In 1865, administration of the school was taken up by the Anglican Church. In 1872, the boys school activities were relocated in another building further east on St Georges Terrace, and the building was used as a school for girls. In 1879–80, additions were constructed on the western side of the building (comprising further classrooms and dormitories above). By the late 1890s, the school closed due to declining student numbers and the construction of government funded schools. The Diocesan Trustees divided the building in half with brick partitioning, and rented out the two sections as private residences. The eastern half of the building became a boarding house and, in 1904, was first referred to as the Cloisters. The western side of the building was used as a college for the clergy, established by Archdeacon Charles Lefroy and, by 1909, this portion was known as St John's College. The western half continued to be used as a theological college until 1918, when the whole building was used as a hostel for the recently established University of Western Australia.

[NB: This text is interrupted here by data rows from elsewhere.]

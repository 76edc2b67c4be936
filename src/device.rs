//! Remote peer model
//!
//! This module contains the data model for remote P2P peers: the canonical
//! MAC address used as identity key, the per-peer connection state and the
//! device entry kept in the network manager's peer map.

use std::fmt;
use std::net::Ipv4Addr;
use std::str::FromStr;

use chrono::{DateTime, Utc};
use serde::{Deserialize, Serialize};

use crate::{MiracastError, Result};

/// Canonical MAC address, formatted `xx:xx:xx:xx:xx:xx`.
#[derive(Debug, Clone, Copy, PartialEq, Eq, Hash, PartialOrd, Ord, Serialize, Deserialize)]
pub struct MacAddress([u8; 6]);

impl MacAddress {
    pub fn octets(&self) -> [u8; 6] {
        self.0
    }
}

impl FromStr for MacAddress {
    type Err = MiracastError;

    fn from_str(s: &str) -> Result<Self> {
        let mut octets = [0u8; 6];
        let mut parts = s.split(':');
        for octet in octets.iter_mut() {
            let part = parts
                .next()
                .ok_or_else(|| MiracastError::Parse(format!("short MAC address {:?}", s)))?;
            if part.len() != 2 {
                return Err(MiracastError::Parse(format!("malformed MAC address {:?}", s)));
            }
            *octet = u8::from_str_radix(part, 16)
                .map_err(|_| MiracastError::Parse(format!("malformed MAC address {:?}", s)))?;
        }
        if parts.next().is_some() {
            return Err(MiracastError::Parse(format!("long MAC address {:?}", s)));
        }
        Ok(Self(octets))
    }
}

impl fmt::Display for MacAddress {
    fn fmt(&self, f: &mut fmt::Formatter<'_>) -> fmt::Result {
        write!(
            f,
            "{:02x}:{:02x}:{:02x}:{:02x}:{:02x}:{:02x}",
            self.0[0], self.0[1], self.0[2], self.0[3], self.0[4], self.0[5]
        )
    }
}

/// Per-peer connection state.
///
/// `Disconnected` is terminal for a session and reverts to `Idle` after a
/// grace period; `Failure` is transient and reverts after the peer-failure
/// timeout.
#[derive(Debug, Clone, Copy, PartialEq, Eq, Serialize, Deserialize, Default)]
pub enum DeviceState {
    #[default]
    Idle,
    Association,
    Configuration,
    Connected,
    Failure,
    Disconnected,
}

impl fmt::Display for DeviceState {
    fn fmt(&self, f: &mut fmt::Formatter<'_>) -> fmt::Result {
        let name = match self {
            Self::Idle => "idle",
            Self::Association => "association",
            Self::Configuration => "configuration",
            Self::Connected => "connected",
            Self::Failure => "failure",
            Self::Disconnected => "disconnected",
        };
        f.write_str(name)
    }
}

/// Role a peer can take in a WFD session.
#[derive(Debug, Clone, Copy, PartialEq, Eq, Serialize, Deserialize)]
pub enum DeviceRole {
    Source,
    Sink,
}

/// One entry of the peer map.
///
/// Created when a peer is first observed during discovery and destroyed when
/// the supplicant loses it or the manager resets. The address never changes
/// for the lifetime of the entry; the state is mutated only by the manager.
#[derive(Debug, Clone, Serialize, Deserialize)]
pub struct NetworkDevice {
    address: MacAddress,
    name: String,
    roles: Vec<DeviceRole>,
    state: DeviceState,
    ipv4: Option<Ipv4Addr>,
    first_seen: DateTime<Utc>,
    last_seen: DateTime<Utc>,
}

impl NetworkDevice {
    pub fn new(address: MacAddress, name: String, roles: Vec<DeviceRole>) -> Self {
        let now = Utc::now();
        Self {
            address,
            name,
            roles,
            state: DeviceState::Idle,
            ipv4: None,
            first_seen: now,
            last_seen: now,
        }
    }

    pub fn address(&self) -> MacAddress {
        self.address
    }

    pub fn name(&self) -> &str {
        &self.name
    }

    pub fn roles(&self) -> &[DeviceRole] {
        &self.roles
    }

    pub fn state(&self) -> DeviceState {
        self.state
    }

    /// IPv4 endpoint of the established session, if any.
    pub fn ipv4(&self) -> Option<Ipv4Addr> {
        self.ipv4
    }

    pub fn first_seen(&self) -> DateTime<Utc> {
        self.first_seen
    }

    pub fn last_seen(&self) -> DateTime<Utc> {
        self.last_seen
    }

    /// Refresh name and roles from a repeated discovery report.
    pub(crate) fn update(&mut self, name: String, roles: Vec<DeviceRole>) {
        self.name = name;
        self.roles = roles;
        self.last_seen = Utc::now();
    }

    pub(crate) fn set_state(&mut self, state: DeviceState) {
        self.state = state;
    }

    pub(crate) fn set_ipv4(&mut self, ipv4: Option<Ipv4Addr>) {
        self.ipv4 = ipv4;
    }
}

During the late 1960s the owners made plans to demolish the Cloisters, and redevelop the site. However the Cloisters was saved by a business deal. The developers had to restore the Cloisters to its original splendour, in exchange for being allowed to construct a bigger building behind it.

In 1971, the Cloisters was restored and adapted for use as a commercial outlet at a cost of , equivalent to in , incorporated into the project was the retention of the nearby Port Jackson fig tree (which was planted in 1887 by a tenant of the Cloisters). The building and façades were retained and restored, albeit with plate glass windows to the openings of the Cloisters. The interior of the building was gutted to create additional office space.

The building was first classified by the National Trust in 1973 and together with the Port Jackson fig tree was placed on the permanent state heritage register on 20 October 1995. With the completion of the Mount Newman Mining Company offices in early 1971 behind the Cloisters the area is now known as Cloisters Square.

==Current uses==
As of April 2020 the building is vacant.